● **Task statement**:
Could you show each line of the records that contains the word "Speaker"?

● **Provided material**:
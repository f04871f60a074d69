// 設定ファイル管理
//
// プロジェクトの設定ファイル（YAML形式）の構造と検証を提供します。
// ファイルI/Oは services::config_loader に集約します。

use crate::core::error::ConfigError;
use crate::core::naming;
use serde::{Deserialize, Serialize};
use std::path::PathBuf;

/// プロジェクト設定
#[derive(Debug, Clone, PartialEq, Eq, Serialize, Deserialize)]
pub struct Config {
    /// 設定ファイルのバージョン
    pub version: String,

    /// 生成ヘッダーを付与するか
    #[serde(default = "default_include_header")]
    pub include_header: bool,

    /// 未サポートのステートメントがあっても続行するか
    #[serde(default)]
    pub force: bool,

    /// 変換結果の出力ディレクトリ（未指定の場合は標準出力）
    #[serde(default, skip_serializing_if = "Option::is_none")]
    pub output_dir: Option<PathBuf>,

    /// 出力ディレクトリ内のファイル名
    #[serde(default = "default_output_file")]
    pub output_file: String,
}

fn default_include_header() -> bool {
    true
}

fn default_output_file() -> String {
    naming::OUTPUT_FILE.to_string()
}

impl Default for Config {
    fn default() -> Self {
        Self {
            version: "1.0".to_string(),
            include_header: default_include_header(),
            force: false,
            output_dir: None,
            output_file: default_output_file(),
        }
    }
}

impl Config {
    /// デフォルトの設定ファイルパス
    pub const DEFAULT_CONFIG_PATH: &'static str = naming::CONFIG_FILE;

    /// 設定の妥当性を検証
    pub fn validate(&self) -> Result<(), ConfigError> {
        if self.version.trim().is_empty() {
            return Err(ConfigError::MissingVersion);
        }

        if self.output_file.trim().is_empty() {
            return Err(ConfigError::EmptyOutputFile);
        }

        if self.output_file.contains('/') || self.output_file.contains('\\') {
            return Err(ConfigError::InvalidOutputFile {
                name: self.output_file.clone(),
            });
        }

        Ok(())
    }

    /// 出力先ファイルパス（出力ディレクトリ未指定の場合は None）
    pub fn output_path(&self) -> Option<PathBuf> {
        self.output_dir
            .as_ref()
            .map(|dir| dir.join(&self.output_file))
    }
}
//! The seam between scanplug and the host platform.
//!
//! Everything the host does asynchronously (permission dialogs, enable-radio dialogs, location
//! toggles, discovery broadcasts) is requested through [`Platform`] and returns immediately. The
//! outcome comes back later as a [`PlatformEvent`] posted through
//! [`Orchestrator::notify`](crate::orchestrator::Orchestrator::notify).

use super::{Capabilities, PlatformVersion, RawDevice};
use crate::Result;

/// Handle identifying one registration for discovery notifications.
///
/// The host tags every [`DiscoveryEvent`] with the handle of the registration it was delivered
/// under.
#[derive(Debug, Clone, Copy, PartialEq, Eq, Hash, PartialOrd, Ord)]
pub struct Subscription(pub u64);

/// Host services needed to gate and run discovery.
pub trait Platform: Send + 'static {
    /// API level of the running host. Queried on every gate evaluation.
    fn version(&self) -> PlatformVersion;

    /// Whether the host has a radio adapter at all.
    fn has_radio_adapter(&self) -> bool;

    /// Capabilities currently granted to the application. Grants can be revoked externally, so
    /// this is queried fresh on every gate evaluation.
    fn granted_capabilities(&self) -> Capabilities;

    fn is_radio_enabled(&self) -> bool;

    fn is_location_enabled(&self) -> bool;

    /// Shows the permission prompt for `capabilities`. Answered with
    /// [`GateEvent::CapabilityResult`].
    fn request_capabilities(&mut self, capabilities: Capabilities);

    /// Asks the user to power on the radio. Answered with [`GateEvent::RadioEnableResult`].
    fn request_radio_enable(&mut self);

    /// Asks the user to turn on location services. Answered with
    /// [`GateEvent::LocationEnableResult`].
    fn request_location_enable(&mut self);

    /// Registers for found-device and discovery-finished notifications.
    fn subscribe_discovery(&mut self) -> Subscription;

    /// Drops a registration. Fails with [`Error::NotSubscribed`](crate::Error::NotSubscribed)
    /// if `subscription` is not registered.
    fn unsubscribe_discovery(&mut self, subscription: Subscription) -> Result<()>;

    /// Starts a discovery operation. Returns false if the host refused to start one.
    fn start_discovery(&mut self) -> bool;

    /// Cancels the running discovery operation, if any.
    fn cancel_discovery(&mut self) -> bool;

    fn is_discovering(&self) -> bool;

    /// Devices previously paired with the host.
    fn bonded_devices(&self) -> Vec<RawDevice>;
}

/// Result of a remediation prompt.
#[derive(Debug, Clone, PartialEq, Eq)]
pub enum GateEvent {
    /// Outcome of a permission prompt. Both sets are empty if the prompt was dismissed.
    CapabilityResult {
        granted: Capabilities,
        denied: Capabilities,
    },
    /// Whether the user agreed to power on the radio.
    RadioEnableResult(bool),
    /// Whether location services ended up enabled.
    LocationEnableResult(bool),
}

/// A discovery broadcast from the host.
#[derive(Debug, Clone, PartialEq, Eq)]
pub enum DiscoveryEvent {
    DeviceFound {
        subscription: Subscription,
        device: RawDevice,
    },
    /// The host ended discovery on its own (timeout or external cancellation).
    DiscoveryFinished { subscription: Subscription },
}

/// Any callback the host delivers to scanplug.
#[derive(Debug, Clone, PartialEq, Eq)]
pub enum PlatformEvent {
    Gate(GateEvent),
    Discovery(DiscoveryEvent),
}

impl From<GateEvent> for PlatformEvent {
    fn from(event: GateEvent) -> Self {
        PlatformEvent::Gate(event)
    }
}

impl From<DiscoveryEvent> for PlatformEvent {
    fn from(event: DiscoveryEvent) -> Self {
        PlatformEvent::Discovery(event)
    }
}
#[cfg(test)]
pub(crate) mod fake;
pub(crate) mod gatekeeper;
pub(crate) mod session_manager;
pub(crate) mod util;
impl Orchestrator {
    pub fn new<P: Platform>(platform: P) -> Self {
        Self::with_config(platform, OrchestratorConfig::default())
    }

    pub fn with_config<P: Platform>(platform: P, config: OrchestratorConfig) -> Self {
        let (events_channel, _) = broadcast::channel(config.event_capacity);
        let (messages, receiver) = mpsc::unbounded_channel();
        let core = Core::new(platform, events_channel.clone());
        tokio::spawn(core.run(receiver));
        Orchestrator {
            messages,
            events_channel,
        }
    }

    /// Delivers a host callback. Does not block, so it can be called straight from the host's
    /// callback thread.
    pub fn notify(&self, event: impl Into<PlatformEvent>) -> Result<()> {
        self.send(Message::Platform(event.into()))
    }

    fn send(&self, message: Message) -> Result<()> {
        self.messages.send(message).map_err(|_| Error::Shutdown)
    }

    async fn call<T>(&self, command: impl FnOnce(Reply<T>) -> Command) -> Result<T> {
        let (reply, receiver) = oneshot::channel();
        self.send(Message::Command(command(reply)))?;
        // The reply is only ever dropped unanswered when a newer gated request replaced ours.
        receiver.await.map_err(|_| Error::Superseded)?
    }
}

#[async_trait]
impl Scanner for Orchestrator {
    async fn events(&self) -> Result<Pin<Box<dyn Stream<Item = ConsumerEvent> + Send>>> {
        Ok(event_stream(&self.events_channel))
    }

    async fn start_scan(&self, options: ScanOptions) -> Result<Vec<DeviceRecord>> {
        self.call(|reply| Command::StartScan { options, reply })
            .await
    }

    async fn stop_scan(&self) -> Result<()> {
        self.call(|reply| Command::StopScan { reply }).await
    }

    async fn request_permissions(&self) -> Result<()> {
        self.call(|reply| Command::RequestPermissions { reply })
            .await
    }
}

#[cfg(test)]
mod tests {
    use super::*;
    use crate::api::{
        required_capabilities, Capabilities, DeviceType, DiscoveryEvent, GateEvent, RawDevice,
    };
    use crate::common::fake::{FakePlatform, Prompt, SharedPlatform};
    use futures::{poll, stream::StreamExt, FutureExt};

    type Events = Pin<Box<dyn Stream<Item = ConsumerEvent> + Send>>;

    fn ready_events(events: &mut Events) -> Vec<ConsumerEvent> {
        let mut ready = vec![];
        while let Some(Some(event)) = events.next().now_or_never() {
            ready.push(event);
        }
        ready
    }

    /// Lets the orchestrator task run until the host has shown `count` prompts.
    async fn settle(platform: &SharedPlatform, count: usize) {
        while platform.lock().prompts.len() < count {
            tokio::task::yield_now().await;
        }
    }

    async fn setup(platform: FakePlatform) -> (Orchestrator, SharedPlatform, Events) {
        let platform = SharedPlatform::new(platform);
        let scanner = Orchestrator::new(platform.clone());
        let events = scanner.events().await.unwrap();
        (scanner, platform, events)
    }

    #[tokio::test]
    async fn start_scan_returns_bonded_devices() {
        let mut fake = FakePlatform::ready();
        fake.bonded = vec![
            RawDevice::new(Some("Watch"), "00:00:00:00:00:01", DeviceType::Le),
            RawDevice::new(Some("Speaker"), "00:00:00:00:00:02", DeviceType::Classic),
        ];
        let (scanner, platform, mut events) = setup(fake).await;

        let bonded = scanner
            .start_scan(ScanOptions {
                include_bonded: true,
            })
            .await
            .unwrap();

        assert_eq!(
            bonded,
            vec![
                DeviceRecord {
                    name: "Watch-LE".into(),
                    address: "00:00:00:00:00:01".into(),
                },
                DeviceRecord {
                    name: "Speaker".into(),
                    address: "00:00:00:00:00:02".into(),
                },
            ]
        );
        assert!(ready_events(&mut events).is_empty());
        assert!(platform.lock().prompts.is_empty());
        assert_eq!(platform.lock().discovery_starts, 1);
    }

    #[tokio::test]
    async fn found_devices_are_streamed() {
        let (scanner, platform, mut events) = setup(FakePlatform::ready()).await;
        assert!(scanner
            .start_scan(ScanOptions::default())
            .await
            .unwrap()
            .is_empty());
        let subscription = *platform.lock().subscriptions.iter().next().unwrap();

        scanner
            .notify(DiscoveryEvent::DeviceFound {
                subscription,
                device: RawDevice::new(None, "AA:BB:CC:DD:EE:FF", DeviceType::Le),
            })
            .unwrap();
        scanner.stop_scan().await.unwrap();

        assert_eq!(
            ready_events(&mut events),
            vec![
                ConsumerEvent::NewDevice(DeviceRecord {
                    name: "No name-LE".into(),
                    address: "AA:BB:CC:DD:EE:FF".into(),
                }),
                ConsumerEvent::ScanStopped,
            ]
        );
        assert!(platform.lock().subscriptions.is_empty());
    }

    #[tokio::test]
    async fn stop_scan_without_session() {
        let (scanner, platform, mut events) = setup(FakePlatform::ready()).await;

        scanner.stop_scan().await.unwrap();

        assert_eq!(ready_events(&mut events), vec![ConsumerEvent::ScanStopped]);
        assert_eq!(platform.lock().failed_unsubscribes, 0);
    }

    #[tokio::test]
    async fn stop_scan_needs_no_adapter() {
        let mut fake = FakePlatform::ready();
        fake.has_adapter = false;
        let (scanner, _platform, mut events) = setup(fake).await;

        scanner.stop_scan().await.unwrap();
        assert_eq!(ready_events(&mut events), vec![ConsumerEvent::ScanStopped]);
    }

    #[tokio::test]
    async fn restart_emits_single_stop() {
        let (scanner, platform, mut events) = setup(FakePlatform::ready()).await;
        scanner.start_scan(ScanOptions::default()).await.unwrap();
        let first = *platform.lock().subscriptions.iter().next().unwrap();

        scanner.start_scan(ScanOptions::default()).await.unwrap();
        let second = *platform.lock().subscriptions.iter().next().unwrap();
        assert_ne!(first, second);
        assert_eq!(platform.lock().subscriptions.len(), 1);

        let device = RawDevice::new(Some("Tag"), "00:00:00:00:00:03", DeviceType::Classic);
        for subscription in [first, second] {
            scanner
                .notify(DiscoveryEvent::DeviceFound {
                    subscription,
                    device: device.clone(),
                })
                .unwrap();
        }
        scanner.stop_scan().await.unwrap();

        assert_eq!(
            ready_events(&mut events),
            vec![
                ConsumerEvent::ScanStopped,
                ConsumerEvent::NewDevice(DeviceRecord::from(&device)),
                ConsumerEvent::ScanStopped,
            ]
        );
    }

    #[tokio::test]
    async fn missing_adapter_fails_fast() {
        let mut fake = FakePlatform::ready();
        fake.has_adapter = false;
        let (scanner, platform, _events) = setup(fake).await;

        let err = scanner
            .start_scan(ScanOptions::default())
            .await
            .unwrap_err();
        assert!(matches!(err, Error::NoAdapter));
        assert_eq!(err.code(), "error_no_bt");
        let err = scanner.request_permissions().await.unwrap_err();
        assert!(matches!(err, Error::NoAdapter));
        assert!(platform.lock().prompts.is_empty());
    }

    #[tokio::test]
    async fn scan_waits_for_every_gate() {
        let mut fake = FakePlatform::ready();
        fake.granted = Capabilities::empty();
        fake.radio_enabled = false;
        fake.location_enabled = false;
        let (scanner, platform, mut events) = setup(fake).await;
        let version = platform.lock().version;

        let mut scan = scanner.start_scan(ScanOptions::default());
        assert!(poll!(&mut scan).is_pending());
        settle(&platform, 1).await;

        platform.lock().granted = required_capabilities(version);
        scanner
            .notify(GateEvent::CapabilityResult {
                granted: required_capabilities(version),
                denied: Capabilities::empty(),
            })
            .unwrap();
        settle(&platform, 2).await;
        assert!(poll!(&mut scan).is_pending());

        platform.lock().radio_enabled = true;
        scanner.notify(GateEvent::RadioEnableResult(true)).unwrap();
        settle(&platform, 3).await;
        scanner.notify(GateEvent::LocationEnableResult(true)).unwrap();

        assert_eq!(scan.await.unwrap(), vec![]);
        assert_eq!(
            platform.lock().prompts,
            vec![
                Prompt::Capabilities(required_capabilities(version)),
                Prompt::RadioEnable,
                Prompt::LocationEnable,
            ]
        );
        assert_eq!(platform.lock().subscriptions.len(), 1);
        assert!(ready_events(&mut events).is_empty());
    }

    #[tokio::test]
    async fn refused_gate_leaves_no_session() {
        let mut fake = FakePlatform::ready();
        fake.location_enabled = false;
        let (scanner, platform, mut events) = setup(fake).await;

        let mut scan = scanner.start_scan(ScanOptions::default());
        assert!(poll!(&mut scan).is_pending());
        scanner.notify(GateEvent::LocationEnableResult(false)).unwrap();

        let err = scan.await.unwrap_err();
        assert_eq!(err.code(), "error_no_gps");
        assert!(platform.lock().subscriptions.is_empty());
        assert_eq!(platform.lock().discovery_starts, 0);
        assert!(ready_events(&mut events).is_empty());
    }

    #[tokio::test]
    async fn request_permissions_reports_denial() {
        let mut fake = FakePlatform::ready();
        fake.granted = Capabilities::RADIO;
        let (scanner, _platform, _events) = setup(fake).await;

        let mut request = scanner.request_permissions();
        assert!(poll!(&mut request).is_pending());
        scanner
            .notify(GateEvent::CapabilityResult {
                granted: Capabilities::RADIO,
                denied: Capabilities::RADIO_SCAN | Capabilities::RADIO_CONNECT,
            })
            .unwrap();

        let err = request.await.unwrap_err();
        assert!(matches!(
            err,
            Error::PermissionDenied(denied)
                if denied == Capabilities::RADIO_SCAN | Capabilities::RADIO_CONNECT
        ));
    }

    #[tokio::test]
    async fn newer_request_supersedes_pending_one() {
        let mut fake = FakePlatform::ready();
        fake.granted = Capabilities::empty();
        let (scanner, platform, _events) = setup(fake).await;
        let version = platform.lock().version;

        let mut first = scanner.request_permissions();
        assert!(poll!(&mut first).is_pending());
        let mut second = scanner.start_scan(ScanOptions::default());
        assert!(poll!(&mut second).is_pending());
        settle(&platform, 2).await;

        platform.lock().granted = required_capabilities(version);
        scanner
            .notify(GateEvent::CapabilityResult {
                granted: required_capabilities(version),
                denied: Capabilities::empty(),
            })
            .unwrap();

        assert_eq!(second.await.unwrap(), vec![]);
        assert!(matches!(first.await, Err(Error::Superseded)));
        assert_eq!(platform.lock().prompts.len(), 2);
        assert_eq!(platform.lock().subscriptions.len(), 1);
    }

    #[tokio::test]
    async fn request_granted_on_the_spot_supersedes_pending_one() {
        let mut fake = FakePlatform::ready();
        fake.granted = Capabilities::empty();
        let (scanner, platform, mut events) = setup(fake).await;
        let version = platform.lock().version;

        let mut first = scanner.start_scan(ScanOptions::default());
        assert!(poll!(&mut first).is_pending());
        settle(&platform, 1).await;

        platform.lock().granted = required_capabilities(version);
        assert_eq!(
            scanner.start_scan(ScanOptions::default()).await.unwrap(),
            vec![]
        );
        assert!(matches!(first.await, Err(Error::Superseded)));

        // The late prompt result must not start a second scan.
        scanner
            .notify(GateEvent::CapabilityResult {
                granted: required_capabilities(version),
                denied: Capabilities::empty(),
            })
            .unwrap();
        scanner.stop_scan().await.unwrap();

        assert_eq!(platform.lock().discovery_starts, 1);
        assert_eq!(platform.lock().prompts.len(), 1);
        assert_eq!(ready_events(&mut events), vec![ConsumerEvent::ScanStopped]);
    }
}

● **Response below**:
            RawDevice::new(Some("Speaker"), "00:00:00:00:00:02", DeviceType::Classic),
                    name: "Speaker".into(),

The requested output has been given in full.